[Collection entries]
_ _ _ _ _ _ _
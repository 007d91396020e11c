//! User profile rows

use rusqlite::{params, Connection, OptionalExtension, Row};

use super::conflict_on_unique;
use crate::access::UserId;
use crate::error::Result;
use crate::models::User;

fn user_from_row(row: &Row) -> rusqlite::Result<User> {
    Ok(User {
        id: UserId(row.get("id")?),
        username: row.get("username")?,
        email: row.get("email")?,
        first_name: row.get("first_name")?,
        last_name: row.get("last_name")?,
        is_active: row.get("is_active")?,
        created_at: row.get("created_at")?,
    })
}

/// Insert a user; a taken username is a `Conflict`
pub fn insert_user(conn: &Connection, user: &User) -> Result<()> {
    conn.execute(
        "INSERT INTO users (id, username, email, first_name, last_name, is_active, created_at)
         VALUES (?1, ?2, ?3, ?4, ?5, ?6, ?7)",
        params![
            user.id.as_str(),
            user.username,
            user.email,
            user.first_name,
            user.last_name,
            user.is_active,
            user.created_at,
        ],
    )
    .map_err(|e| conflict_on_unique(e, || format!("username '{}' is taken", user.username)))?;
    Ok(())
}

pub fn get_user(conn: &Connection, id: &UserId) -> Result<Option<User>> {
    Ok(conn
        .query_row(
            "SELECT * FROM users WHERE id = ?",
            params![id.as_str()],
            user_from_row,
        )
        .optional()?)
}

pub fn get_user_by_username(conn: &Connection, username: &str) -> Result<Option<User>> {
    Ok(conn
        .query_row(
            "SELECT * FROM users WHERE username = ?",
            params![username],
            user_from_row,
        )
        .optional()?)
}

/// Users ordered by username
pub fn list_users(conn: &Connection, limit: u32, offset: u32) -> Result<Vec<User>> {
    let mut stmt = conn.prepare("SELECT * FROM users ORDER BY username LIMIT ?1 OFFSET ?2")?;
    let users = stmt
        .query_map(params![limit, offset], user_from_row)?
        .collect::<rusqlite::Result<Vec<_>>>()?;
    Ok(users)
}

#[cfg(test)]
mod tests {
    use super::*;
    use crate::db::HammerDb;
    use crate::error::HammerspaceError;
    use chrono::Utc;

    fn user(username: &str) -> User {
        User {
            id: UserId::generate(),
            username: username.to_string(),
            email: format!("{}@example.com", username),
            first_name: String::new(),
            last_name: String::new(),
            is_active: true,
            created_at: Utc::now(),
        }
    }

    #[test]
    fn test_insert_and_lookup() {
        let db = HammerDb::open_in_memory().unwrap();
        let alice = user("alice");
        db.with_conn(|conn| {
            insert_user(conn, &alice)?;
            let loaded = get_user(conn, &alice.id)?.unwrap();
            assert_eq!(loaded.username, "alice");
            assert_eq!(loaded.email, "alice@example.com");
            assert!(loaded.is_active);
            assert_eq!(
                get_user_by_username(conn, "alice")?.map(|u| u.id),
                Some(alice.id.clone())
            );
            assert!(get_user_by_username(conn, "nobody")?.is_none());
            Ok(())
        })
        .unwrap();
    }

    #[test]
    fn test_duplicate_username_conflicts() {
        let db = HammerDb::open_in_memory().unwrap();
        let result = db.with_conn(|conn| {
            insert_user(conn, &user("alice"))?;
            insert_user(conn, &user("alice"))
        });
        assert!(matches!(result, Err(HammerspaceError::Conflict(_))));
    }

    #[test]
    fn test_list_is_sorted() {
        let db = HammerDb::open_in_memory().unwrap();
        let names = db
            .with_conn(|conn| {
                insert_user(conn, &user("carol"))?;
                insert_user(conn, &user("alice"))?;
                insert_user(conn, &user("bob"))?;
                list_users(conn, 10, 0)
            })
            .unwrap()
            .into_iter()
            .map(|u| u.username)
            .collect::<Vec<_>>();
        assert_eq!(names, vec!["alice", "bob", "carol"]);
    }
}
_ _ _ _ _ _ _
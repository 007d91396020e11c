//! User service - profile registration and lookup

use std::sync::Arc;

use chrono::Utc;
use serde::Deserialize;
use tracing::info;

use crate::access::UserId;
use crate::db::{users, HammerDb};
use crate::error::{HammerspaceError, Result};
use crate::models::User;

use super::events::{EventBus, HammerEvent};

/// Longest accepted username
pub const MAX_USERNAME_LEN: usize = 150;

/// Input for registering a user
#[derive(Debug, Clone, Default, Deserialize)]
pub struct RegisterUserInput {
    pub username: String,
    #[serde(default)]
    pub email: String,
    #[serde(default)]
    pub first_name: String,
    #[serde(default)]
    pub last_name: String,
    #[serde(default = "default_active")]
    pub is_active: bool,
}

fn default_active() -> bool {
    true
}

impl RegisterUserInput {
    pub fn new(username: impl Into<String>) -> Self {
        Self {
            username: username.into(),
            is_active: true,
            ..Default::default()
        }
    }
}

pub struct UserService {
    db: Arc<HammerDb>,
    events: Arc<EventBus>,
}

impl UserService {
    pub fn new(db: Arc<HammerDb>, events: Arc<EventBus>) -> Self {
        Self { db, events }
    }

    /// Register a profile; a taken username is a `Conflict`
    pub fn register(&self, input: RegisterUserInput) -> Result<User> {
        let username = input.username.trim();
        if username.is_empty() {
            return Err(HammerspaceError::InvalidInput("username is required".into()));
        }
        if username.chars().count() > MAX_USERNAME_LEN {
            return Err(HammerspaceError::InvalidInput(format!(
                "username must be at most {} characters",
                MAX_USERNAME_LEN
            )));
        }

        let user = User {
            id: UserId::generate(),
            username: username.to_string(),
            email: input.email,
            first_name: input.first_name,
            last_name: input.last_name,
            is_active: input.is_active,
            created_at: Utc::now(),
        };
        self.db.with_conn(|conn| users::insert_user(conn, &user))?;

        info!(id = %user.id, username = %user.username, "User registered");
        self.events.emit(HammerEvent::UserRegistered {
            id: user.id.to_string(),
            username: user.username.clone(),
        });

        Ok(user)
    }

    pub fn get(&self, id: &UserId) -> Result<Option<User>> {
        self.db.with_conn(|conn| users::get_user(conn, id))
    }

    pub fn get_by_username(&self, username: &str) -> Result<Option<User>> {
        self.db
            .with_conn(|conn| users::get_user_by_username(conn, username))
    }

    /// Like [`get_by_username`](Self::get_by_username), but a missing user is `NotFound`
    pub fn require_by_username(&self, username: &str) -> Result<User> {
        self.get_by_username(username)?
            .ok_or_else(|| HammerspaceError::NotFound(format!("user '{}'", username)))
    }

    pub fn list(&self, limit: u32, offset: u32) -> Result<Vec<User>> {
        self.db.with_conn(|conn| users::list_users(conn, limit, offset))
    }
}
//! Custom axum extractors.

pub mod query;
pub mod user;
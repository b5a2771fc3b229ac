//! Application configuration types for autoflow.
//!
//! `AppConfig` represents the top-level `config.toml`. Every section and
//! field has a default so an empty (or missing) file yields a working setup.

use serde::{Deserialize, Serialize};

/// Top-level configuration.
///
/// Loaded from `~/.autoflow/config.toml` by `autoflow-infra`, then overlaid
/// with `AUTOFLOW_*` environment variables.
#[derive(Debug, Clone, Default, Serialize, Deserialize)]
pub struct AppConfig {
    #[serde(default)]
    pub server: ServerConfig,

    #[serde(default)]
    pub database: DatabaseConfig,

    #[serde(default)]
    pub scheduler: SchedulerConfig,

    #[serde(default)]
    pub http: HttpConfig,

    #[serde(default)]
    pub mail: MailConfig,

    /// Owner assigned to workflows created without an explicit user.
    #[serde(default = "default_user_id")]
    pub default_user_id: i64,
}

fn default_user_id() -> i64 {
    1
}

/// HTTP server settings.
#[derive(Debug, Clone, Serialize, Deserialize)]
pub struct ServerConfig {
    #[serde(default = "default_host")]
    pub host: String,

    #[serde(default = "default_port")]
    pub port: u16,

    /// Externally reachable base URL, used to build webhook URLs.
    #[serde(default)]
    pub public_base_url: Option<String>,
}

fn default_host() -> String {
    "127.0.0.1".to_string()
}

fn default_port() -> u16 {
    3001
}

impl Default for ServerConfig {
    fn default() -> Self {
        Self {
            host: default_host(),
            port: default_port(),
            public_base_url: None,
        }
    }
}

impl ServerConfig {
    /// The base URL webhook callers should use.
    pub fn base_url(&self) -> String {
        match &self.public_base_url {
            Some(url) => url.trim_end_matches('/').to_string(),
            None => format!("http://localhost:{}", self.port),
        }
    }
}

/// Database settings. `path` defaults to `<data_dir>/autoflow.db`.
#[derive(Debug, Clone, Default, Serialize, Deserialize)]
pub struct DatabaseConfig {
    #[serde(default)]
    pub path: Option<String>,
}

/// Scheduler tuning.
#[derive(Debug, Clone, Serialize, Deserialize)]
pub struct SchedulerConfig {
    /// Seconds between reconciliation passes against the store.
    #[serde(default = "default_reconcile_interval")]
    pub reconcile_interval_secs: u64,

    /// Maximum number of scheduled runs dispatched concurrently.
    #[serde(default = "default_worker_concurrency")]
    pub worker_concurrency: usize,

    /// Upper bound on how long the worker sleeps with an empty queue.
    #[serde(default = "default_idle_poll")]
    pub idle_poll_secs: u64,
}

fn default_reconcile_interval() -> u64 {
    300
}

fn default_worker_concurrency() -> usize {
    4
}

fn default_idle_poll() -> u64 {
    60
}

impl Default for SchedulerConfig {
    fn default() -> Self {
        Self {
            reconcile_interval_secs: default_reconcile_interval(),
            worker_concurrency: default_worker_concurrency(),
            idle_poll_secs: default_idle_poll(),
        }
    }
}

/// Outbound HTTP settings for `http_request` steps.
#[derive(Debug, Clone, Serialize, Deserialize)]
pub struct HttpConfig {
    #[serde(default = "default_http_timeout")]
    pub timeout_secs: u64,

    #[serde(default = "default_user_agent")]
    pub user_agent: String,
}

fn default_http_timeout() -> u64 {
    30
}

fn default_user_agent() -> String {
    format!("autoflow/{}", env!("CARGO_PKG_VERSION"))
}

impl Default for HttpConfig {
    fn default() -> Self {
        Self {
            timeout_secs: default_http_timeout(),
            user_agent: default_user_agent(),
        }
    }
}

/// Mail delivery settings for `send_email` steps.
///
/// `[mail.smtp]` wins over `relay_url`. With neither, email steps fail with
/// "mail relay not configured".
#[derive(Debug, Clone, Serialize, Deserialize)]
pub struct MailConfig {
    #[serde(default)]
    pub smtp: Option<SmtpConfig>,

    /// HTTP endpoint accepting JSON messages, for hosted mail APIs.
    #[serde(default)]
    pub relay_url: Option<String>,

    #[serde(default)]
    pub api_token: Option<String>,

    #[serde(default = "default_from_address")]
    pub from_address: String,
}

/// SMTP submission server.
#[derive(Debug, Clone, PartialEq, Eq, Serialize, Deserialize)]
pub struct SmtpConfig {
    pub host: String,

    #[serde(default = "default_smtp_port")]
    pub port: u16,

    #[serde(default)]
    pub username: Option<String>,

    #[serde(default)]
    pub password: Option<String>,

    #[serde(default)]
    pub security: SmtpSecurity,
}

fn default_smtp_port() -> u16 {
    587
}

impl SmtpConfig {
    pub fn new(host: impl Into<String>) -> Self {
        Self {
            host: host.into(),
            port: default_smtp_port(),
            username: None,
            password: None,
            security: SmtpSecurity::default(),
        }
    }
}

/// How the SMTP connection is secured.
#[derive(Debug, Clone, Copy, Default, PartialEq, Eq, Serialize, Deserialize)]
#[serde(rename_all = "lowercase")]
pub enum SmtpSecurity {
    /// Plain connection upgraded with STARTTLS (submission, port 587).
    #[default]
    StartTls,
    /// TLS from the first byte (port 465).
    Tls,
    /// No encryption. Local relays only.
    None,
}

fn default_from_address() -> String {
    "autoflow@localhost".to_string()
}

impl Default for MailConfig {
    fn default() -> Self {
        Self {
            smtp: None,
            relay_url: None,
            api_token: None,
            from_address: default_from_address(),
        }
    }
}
_ _ _ _ _ _ _
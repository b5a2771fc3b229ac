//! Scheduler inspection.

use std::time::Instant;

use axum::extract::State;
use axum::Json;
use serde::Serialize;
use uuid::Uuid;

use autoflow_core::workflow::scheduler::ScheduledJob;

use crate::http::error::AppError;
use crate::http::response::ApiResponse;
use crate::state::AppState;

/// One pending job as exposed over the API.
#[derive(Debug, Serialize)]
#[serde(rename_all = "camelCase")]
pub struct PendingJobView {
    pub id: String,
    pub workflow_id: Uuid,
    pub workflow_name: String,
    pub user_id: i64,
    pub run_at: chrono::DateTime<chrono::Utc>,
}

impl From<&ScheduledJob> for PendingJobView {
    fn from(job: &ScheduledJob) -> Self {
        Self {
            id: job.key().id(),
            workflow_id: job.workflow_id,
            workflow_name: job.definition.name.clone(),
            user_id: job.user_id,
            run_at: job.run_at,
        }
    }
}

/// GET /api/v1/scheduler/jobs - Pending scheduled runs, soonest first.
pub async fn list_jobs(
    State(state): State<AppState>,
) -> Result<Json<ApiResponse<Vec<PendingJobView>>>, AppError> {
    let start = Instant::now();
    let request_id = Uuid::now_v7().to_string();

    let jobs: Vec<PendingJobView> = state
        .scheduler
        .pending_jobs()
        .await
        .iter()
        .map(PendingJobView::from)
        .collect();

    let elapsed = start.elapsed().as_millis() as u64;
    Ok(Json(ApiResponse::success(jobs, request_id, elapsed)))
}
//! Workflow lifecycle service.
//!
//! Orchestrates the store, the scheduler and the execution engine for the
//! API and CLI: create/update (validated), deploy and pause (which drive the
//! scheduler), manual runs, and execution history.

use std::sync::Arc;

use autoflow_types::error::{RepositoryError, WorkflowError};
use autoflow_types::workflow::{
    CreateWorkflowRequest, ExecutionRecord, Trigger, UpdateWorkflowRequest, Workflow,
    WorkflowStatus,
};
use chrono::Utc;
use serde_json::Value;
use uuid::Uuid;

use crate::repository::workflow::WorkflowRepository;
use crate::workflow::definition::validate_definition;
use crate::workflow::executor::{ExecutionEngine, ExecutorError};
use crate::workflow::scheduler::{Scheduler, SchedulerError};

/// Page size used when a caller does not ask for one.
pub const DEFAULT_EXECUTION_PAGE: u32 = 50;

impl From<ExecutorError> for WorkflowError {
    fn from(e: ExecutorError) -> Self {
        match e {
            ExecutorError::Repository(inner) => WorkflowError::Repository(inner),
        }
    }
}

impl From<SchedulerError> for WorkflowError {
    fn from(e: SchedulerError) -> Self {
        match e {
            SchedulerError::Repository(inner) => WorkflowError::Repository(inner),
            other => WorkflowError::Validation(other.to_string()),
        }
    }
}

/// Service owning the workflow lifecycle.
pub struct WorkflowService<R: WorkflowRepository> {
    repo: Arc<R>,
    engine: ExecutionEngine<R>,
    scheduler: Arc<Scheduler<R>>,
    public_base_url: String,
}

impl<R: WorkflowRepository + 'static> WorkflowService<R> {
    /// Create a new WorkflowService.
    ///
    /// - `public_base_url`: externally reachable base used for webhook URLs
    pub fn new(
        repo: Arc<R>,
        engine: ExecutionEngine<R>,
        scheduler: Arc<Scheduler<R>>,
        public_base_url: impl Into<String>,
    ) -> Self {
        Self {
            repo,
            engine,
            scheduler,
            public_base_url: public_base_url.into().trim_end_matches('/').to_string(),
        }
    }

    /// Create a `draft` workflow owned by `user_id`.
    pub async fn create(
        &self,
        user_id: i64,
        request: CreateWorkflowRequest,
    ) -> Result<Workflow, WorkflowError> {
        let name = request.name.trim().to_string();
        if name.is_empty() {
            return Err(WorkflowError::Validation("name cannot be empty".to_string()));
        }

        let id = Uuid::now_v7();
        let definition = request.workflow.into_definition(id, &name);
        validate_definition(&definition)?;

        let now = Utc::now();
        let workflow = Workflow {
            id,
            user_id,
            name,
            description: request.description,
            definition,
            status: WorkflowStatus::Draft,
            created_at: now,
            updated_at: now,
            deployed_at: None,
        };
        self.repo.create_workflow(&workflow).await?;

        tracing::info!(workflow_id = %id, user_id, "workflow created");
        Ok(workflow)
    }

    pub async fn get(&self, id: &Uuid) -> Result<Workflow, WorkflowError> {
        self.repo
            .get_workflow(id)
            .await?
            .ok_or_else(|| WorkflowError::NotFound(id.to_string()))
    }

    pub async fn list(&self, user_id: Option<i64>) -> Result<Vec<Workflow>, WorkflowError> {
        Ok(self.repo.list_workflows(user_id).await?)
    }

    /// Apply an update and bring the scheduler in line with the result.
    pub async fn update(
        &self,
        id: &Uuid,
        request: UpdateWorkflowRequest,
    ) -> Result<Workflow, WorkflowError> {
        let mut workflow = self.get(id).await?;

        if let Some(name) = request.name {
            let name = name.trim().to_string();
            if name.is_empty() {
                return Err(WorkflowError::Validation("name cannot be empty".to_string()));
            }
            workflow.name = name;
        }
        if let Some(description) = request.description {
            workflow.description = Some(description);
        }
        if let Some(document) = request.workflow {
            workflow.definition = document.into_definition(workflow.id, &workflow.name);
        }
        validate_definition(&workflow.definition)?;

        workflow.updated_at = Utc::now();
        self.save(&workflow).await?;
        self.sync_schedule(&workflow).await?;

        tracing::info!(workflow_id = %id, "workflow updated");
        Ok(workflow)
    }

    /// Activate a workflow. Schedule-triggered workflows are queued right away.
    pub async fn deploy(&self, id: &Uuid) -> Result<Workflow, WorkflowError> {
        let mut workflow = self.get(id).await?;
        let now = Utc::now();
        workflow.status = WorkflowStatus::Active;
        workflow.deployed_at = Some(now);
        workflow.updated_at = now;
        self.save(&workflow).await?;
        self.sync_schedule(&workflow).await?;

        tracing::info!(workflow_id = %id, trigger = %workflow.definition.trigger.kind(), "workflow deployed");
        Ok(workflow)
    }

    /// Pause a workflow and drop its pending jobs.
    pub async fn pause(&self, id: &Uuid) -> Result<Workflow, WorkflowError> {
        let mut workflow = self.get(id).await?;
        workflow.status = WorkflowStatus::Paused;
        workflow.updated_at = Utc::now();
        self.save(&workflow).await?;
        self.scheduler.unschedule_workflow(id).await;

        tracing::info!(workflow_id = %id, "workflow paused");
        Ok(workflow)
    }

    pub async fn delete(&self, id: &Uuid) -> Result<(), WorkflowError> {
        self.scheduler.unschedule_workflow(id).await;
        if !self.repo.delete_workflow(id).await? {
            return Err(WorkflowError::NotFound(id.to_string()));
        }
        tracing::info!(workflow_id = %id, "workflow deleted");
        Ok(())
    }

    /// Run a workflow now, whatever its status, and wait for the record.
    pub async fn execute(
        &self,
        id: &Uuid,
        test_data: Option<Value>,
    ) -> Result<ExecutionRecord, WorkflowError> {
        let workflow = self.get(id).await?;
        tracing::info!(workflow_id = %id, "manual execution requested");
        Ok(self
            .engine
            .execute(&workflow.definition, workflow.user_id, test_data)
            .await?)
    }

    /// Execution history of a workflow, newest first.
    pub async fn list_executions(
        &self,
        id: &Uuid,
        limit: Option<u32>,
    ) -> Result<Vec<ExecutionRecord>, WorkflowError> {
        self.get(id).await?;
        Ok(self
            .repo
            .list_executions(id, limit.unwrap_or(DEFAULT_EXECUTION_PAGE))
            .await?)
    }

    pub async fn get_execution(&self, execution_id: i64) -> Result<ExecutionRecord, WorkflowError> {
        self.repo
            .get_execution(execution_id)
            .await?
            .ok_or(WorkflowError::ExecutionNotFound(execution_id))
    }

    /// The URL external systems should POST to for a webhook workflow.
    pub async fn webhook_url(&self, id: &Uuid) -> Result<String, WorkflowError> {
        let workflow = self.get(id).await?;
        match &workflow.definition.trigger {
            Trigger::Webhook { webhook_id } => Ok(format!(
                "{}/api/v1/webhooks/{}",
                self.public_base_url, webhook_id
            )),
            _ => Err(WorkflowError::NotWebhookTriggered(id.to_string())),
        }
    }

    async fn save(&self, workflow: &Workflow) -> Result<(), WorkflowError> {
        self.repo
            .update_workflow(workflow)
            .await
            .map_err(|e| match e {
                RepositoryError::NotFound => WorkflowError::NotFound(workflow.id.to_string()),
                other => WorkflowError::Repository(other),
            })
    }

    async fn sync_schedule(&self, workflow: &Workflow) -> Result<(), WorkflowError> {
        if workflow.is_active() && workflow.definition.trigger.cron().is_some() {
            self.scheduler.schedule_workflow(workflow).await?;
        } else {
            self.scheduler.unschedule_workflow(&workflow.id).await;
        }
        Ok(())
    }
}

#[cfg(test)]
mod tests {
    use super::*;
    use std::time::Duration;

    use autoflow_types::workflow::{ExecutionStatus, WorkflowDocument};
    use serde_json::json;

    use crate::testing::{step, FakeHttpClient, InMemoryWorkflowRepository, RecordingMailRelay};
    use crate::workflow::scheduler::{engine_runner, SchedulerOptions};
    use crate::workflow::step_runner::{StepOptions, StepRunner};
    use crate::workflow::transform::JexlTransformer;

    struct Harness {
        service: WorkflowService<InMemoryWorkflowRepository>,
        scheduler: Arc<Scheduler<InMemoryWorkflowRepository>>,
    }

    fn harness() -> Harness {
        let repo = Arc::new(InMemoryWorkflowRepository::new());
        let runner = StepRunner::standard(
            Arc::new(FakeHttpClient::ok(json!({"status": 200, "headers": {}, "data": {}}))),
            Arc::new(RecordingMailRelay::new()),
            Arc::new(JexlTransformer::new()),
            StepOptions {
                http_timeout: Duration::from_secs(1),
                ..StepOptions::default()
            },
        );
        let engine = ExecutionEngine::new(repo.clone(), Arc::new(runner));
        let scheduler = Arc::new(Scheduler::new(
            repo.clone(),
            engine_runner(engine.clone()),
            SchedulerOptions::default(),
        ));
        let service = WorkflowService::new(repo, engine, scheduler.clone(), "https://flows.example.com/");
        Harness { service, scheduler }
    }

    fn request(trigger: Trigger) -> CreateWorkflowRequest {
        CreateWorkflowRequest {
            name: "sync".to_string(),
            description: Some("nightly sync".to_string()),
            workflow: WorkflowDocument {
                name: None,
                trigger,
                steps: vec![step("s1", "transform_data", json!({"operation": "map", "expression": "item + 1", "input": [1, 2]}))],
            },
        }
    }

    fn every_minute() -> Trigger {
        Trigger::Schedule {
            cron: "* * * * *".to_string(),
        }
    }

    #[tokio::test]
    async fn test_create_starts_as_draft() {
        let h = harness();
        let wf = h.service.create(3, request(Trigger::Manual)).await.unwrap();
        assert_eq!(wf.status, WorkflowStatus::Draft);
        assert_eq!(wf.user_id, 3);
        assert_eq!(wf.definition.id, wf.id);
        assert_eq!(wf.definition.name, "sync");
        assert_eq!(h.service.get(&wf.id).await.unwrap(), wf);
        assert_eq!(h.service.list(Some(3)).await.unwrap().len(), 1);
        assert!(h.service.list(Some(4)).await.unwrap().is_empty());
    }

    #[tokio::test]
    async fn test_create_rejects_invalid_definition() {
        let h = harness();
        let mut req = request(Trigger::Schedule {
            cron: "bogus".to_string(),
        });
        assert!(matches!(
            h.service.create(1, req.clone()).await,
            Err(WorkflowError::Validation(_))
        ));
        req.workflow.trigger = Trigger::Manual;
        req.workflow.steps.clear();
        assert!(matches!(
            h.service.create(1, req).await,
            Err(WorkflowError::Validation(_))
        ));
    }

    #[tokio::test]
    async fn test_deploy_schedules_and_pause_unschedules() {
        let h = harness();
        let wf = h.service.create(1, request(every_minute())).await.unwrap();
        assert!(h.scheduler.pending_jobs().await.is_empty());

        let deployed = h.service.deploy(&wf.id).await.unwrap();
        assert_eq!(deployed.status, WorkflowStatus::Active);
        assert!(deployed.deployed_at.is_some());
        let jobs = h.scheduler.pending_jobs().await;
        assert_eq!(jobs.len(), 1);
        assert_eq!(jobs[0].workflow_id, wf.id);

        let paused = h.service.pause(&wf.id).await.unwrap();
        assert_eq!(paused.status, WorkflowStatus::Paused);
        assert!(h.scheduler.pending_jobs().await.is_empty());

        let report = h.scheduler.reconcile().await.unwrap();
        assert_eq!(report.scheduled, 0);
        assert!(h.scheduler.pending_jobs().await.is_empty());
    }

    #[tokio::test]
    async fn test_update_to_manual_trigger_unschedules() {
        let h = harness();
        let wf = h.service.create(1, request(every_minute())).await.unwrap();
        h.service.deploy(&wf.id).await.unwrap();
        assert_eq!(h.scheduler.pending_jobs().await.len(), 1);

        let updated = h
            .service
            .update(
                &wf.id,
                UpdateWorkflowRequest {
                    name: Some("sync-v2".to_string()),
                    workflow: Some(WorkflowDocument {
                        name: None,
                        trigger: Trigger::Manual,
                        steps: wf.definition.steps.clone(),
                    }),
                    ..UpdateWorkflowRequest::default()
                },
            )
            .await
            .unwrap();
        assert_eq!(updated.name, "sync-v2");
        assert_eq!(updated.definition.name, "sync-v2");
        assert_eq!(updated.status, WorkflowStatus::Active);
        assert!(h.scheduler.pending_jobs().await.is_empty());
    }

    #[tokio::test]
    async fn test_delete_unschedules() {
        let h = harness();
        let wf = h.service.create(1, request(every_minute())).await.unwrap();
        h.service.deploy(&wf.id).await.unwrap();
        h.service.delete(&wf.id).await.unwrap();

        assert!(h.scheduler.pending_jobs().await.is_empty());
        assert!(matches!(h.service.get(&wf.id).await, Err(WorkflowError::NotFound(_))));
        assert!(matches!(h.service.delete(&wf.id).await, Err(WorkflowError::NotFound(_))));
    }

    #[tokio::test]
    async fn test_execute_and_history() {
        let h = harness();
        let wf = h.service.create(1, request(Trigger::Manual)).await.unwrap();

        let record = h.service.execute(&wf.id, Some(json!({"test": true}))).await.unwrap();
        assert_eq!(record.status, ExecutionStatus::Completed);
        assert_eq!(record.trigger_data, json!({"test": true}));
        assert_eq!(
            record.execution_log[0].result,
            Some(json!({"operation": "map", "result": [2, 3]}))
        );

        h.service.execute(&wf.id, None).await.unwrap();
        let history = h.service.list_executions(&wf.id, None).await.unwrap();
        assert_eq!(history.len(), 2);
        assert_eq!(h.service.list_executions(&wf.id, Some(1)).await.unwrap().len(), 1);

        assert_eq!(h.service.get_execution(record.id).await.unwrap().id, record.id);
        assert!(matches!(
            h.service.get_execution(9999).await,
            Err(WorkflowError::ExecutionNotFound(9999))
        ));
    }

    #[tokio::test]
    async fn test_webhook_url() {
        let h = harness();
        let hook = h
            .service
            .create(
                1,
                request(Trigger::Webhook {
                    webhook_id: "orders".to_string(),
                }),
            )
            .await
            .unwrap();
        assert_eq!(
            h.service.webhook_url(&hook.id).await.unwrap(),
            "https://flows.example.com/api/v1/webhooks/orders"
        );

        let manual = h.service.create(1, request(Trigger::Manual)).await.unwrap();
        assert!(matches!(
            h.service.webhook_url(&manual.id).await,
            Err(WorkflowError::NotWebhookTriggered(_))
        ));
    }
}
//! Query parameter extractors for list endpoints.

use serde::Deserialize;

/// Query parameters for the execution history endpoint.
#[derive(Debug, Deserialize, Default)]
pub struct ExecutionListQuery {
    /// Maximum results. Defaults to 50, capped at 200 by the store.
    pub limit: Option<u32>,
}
_ _ _ _ _ _ _
• [REQUIRED WORK]: Look through the data above. Copy every line with the string "ApiResponse" in it.

• [EXPECTED ANSWER]:
use crate::http::response::ApiResponse;
) -> Result<Json<ApiResponse<Vec<PendingJobView>>>, AppError> {
    Ok(Json(ApiResponse::success(jobs, request_id, elapsed)))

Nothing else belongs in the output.